G24 and Q52 are realisation of the western spelling, Mag being their "mother".

The main difference between West and East is the writing of long vowel.
While in the East the (short) signs are turned to make them long,



in the West a leng­then­ing vowel has to follow: either one that is part of the rasm or a small sub­stitute.










G24/Q52 differentiate between /a/ and /ā/, but not between /i/ and /ī/ when there is a yāʾ in the text.
IPak always makes the difference.
(just to make clear: in the middle column, in /hāḏā/ the dagger in IPak is a vowel sign, in Mag it is a small letter leng­thening the sign before it ‒ al­though they look the same, they are dif­ferent things)
Mag, G24, Q52 have three kinds of tanwin, Bombay instead has izhar nun, IPak, Osm ... have nothing

Maybe the most remarkable difference are the initial alif: the Africa they have ḥamza-sign or a waṣl-sign. In Asia a voyell-sign includes ḥamza, absence of all sign signifies "mute" or waṣl.

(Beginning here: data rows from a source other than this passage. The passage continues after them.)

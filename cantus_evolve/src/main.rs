// Cantus melody evolver: CLI entry point.
//
// Loads a reference corpus from a manifest, evolves a population of
// variations, and writes the best one as a text MIDI event trace.
// The pipeline: corpus loading → engine setup → evolution → output.
//
// Usage:
//   cargo run -p cantus_evolve -- [manifest.txt] [--generations N] [--seed N]
//     [--config FILE] [--output FILE] [--song-name NAME]
//     [--aggregation average|min|max] [--niching] [--dump-every N]
//
// Set RUST_LOG=debug to see per-generation fitness.

use cantus_evolve::config::{FitnessAggregation, GaConfig};
use cantus_evolve::corpus::load_corpus;
use cantus_evolve::error::Result;
use cantus_evolve::event_trace::write_event_trace;
use cantus_evolve::ga::MusicGa;
use cantus_evolve::notation::to_note_names;
use cantus_evolve::report::PopulationDump;
use std::path::Path;
use std::time::Instant;

fn main() {
    env_logger::init();
    let args: Vec<String> = std::env::args().collect();
    if let Err(e) = run(&args) {
        eprintln!("Error: {e}");
        std::process::exit(1);
    }
}

fn run(args: &[String]) -> Result<()> {
    let started = Instant::now();

    let manifest = args
        .get(1)
        .filter(|s| !s.starts_with("--"))
        .map(|s| s.as_str())
        .unwrap_or("files.txt");
    let output = parse_flag::<String>(args, "--output").unwrap_or_else(|| "variant.txt".into());
    let song_name =
        parse_flag::<String>(args, "--song-name").unwrap_or_else(|| "Invention No. 1".into());
    let dump_every: Option<usize> = parse_flag(args, "--dump-every");

    let mut config = match parse_flag::<String>(args, "--config") {
        Some(path) => GaConfig::load(Path::new(&path))?,
        None => GaConfig::default(),
    };
    if let Some(seed) = parse_flag(args, "--seed") {
        config.seed = seed;
    }
    if let Some(generations) = parse_flag(args, "--generations") {
        config.generations = generations;
    }
    if let Some(name) = parse_flag::<String>(args, "--aggregation") {
        config.aggregation = FitnessAggregation::parse(&name).unwrap_or_else(|| {
            eprintln!("Unknown aggregation '{name}'. Using average.");
            FitnessAggregation::Average
        });
    }
    if args.iter().any(|a| a == "--niching") {
        config.niching = true;
    }

    println!("=== Cantus Melody Evolver ===");
    println!("Manifest: {manifest}");
    println!("Output: {output}");
    println!("Generations: {}", config.generations);
    println!("Seed: {}", config.seed);
    println!("Aggregation: {:?}{}", config.aggregation, if config.niching { " (niching)" } else { "" });
    println!();

    println!("[1/4] Loading corpus...");
    let corpus = load_corpus(Path::new(manifest))?;
    for (i, s) in corpus.iter().enumerate() {
        println!("  Reference {}: {} chunks at chunk size {}", i + 1, s.len(), s.chunk_size());
    }

    println!("[2/4] Seeding population...");
    let generations = config.generations;
    let mut ga = MusicGa::new(corpus, config)?;
    println!(
        "  {} individuals at common chunk size {}",
        ga.population().len(),
        ga.chunk_size()
    );

    println!("[3/4] Evolving...");
    let summary = match dump_every {
        Some(every) => {
            let mut dump = PopulationDump::new(".", every);
            let summary = ga.run_with(generations, &mut dump);
            let written = dump.finish()?;
            println!("  Wrote {} population dump(s).", written.len());
            summary
        }
        None => ga.run(generations),
    };
    let first = summary.fitness_trace.first().copied().unwrap_or(0.0);
    println!(
        "  Best fitness: {first:.4} -> {:.4} (delta {:+.4})",
        summary.best_fitness,
        summary.best_fitness - first
    );

    let best = &summary.best;
    println!("Best result:");
    println!("{best}");
    println!("{}, {}", ga.fitness_orig(best), ga.fitness(best));
    println!("{}", to_note_names(best));

    println!("[4/4] Writing event trace to {output}...");
    write_event_trace(best, &song_name, Path::new(&output))?;

    println!();
    println!("Total time taken: {} milliseconds", started.elapsed().as_millis());
    Ok(())
}

fn parse_flag<T: std::str::FromStr>(args: &[String], flag: &str) -> Option<T> {
    args.iter()
        .position(|a| a == flag)
        .and_then(|i| args.get(i + 1))
        .and_then(|v| v.parse().ok())
}
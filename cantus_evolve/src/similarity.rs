// Melodic similarity and the fitness it feeds.
//
// Two melodies are compared slot by slot on what is *sounding*, not on what
// is written: a note sets the current pitch class, holds and rests carry it
// forward, and until the first note the slot is silent. Octaves collapse
// (pitch mod 12), so a line doubled an octave lower still matches. The
// per-slot values go into a cosine similarity over the shorter length.
//
// Silence maps to 0 and pitch class `k` maps to `k + 1`, so C is
// distinguishable from silence and a melody with any note has a non-zero
// vector. If either vector is all zero the similarity is defined as 0.
//
// Corpus fitness transposes the candidate onto each reference (first notes
// aligned) before comparing, then reduces the per-reference scores with the
// run's `FitnessAggregation`. `MusicGa` adds the distance-from-target shaping
// and optional niching on top.

use crate::config::FitnessAggregation;
use crate::selection::{Chunk, Selection};

/// Per-slot sounding values over the first `len` slots (0 = silent,
/// 1..=12 = pitch class + 1).
fn sounding_profile(s: &Selection, len: usize) -> impl Iterator<Item = u32> + '_ {
    s.chunks()
        .iter()
        .take(len)
        .scan(0u32, |current, &chunk| {
            if let Chunk::Note(p) = chunk {
                *current = u32::from(p % 12) + 1;
            }
            Some(*current)
        })
}

/// Cosine similarity of the sounding pitch-class profiles of `a` and `b`,
/// truncated to the shorter of the two. In [0, 1]; 0 when either side never
/// sounds a note within the compared span.
pub fn similarity(a: &Selection, b: &Selection) -> f64 {
    let len = a.len().min(b.len());
    let mut dot = 0u64;
    let mut mag_a = 0u64;
    let mut mag_b = 0u64;
    for (x, y) in sounding_profile(a, len).zip(sounding_profile(b, len)) {
        let (x, y) = (u64::from(x), u64::from(y));
        dot += x * y;
        mag_a += x * x;
        mag_b += y * y;
    }
    if mag_a == 0 || mag_b == 0 {
        return 0.0;
    }
    dot as f64 / ((mag_a as f64) * (mag_b as f64)).sqrt()
}

/// Copy of `candidate` shifted so its first note lands on the first note of
/// `reference`. Unchanged when either has no note.
pub fn transpose_onto(candidate: &Selection, reference: &Selection) -> Selection {
    match (candidate.first_pitch(), reference.first_pitch()) {
        (Some(c), Some(r)) => candidate.transposed(i32::from(r) - i32::from(c)),
        _ => candidate.clone(),
    }
}

/// Similarity of `candidate` to every reference, reduced by `aggregation`.
pub fn corpus_similarity(
    candidate: &Selection,
    corpus: &[Selection],
    aggregation: FitnessAggregation,
) -> f64 {
    let scores: Vec<f64> = corpus
        .iter()
        .map(|reference| similarity(reference, &transpose_onto(candidate, reference)))
        .collect();
    aggregation.reduce(&scores)
}

/// Fitness peaks at 1 when similarity equals `target` and falls off linearly
/// on either side.
pub fn shaped_fitness(similarity: f64, target: f64) -> f64 {
    1.0 - (similarity - target).abs()
}
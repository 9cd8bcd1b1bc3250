// Cantus melody evolver
//
// Evolves melodic variations of one or more reference melodies with a
// genetic search. Candidates are scored by how closely their sounding
// pitch classes follow the references (after transposing onto each one), and
// fitness peaks just short of an exact copy so the search settles on
// variations rather than reproductions.
//
// Architecture:
// - selection.rs: The chromosome (slots of note / hold / rest at a chunk size),
//   equalization, transposition, and repair
// - similarity.rs: Octave-blind cosine similarity and corpus aggregation
// - operators.rs: Multi-point crossover and representation-aware mutation
// - ga.rs: `MusicGa`, the generational loop (elitism + binary tournaments)
// - config.rs: `GaConfig`, every tunable of a run, JSON-loadable
// - error.rs: `CantusError` for invalid corpus, config, and I/O
// - corpus.rs: Manifest and melody file loading
// - notation.rs: Note-name transcription
// - event_trace.rs: Text MIDI event trace for an external assembler
// - report.rs: Population tables and per-generation dumps
//
// Randomness comes from a single `cantus_prng::CantusRng` owned by the engine,
// so a run is reproducible from its seed.

pub mod config;
pub mod corpus;
pub mod error;
pub mod event_trace;
pub mod ga;
pub mod notation;
pub mod operators;
pub mod report;
pub mod selection;
pub mod similarity;

pub use config::{FitnessAggregation, GaConfig};
pub use error::{CantusError, Result};
pub use ga::{GenerationObserver, MusicGa, RunSummary};
pub use selection::{Chunk, Selection};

Because letters without any sign the four yāʾs in the three lines standing for ī need a sukūn not to be ignored.
all in all: a large part of the letters have a different sign in Africa and Asia.

Another differences lies in as­simila­tion: both Mag and IPak do mark assimi­la­tion, Osm, Turk, Pers, NIran do not.
While IPak has three different madd signs, Mag/G24/Q52 have only one.

The main feature of page layout is the number of lines per page.
Leaving the layout with a page for a thirtieth or sixtieth on the side
there are layouts with nine to twenty lines per page,
the berkenar with 604 pages of 15 lines being the most common
  (due to Hafiz Osman and ʿUṯmān Ṭaha).

My motivation was anger about old German orientalists calling the King Fuʾād Edition "the Standard Edition";
later I came across young orientalist calling it "CE" / "the Cairo Edition",
althought there are more than a thousand maṣāḥif printed in Cairo,
more than a hundred conceived in Cairo,
so calling one of these the "CE" is madness, ignorance, carelessness.
The only new thing about the KFE: it is type set, but offset printed;
its text is not new, but a switch.
It turns out that there are different KFEs, 27 cm high ones printed 1924, 1925, 1952, 1953 in the Survey of Egypt in Giza, later in the press of Dar al-Kutub in Gamāmīz,
and 20 cm high oneS printed in Būlāq;
there is one written by Muḥam­mad ibn ʿAlī ibn Ḫalaf al-Ḥusai­nī al-Mālikī aṣ-Ṣaʿīdī al-Ḥad­dād
and one revised under the guidance of ʿAlī b. Muḥammad b. Ḥasan b. Ibrāhīm al-Maṣrī aḍ-Ḍabbāʿ.
The text of 1924 is history,
the text of 1952 survives in the "Shamarly" written by Muḥammad Saʿd Ibrāhīm al-Ḥaddād
and in the Ḥafṣ 604 page maṣāḥif written by ʿUṯmān Ṭaha.
The Amīriyya itself printed the text of 1952 in the large KFE printed in Gamāmīz
and the Muṣḥaf al-Azhar aš-Šarīf (with four in-between-pause-signs merged into one) printed in Būlāq;
but their small kfes have the '24 text with a few '52 changes ‒ a strange mix that stayed largely unnoticed.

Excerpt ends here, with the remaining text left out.